(EXERCISE MATERIALS)

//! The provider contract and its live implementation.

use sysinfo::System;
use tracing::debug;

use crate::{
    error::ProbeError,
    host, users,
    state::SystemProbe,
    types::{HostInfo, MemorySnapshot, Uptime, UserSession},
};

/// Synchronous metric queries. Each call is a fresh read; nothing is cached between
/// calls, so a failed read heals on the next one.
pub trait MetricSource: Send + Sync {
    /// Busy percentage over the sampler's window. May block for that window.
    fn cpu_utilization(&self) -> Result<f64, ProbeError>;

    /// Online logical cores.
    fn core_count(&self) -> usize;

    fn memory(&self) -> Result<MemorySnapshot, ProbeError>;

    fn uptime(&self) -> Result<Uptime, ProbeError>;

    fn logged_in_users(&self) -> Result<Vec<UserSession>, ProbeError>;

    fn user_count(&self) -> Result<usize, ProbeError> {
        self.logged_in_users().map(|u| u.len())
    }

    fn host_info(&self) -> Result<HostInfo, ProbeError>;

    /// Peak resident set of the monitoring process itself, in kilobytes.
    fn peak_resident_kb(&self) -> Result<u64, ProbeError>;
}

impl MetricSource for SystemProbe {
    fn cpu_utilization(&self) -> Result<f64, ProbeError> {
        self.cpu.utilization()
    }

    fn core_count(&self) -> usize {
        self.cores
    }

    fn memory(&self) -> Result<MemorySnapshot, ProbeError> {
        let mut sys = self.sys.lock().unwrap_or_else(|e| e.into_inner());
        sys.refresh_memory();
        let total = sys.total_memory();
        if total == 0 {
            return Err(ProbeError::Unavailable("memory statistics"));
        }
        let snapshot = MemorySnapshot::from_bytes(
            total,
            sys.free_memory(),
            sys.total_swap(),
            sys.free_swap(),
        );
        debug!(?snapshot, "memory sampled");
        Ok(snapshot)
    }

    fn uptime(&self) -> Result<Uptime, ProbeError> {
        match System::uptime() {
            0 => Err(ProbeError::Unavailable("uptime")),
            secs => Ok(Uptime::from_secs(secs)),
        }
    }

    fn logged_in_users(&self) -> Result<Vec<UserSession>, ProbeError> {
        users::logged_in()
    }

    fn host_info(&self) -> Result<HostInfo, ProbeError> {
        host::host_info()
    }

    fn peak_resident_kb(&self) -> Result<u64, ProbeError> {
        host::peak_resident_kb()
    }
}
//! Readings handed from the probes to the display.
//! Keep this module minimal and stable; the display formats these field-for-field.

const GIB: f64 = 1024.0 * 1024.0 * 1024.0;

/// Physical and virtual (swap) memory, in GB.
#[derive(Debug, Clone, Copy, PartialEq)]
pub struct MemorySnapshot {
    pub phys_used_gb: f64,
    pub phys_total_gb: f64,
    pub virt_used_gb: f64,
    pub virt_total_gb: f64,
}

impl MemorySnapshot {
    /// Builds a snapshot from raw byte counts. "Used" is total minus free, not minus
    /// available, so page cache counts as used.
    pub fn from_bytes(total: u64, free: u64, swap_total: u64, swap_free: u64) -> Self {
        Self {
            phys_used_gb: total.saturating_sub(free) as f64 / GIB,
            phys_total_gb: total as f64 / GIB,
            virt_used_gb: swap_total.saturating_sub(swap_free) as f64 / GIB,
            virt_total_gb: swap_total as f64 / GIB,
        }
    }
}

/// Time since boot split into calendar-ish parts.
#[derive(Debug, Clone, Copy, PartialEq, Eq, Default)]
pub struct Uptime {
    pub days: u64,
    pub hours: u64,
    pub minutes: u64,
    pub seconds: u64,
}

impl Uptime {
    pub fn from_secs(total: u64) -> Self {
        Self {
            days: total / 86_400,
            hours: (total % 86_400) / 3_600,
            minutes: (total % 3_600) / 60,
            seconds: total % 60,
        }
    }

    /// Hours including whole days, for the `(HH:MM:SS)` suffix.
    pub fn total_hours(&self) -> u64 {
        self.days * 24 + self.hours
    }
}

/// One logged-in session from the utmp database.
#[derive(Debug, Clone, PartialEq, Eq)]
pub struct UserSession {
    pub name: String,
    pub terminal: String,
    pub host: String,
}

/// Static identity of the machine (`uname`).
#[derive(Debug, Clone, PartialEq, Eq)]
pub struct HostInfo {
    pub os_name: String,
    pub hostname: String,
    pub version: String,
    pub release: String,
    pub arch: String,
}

(End EXERCISE MATERIALS)
(EXERCISE MATERIALS)

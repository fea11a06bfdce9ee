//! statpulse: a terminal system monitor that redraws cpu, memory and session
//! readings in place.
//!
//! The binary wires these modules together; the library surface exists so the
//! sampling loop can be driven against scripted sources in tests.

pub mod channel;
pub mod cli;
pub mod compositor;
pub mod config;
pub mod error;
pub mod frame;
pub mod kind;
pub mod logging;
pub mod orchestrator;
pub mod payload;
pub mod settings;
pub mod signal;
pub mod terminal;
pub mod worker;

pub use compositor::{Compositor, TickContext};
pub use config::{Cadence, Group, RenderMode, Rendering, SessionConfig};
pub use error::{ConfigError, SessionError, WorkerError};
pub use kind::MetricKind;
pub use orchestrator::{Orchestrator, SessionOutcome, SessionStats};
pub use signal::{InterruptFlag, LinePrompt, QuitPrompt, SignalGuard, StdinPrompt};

(End EXERCISE MATERIALS)
(EXERCISE MATERIALS)

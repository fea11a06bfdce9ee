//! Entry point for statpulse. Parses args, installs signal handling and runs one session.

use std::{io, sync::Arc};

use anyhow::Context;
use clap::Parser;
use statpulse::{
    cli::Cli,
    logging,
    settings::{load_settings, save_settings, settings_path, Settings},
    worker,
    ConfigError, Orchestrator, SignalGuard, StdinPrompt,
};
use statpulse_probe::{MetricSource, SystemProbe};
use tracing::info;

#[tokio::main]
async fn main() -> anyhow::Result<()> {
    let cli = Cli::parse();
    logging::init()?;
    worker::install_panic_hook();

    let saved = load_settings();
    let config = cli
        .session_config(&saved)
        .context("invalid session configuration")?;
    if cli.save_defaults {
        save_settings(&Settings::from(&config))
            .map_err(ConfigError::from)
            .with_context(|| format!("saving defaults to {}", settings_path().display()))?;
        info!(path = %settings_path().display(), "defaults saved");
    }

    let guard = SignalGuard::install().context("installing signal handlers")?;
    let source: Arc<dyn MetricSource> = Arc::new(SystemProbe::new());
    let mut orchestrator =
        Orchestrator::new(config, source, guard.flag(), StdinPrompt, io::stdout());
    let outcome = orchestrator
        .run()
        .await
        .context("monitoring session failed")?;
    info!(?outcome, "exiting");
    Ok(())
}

(End EXERCISE MATERIALS)

EXERCISE GOAL: Will you return exactly the lines above from the one with "its live implementation." down to the one with "for that window.", counting both as part of the range?

RESULT FOR THIS TASK:
//! The provider contract and its live implementation.

use sysinfo::System;
use tracing::debug;

use crate::{
    error::ProbeError,
    host, users,
    state::SystemProbe,
    types::{HostInfo, MemorySnapshot, Uptime, UserSession},
};

/// Synchronous metric queries. Each call is a fresh read; nothing is cached between
/// calls, so a failed read heals on the next one.
pub trait MetricSource: Send + Sync {
    /// Busy percentage over the sampler's window. May block for that window.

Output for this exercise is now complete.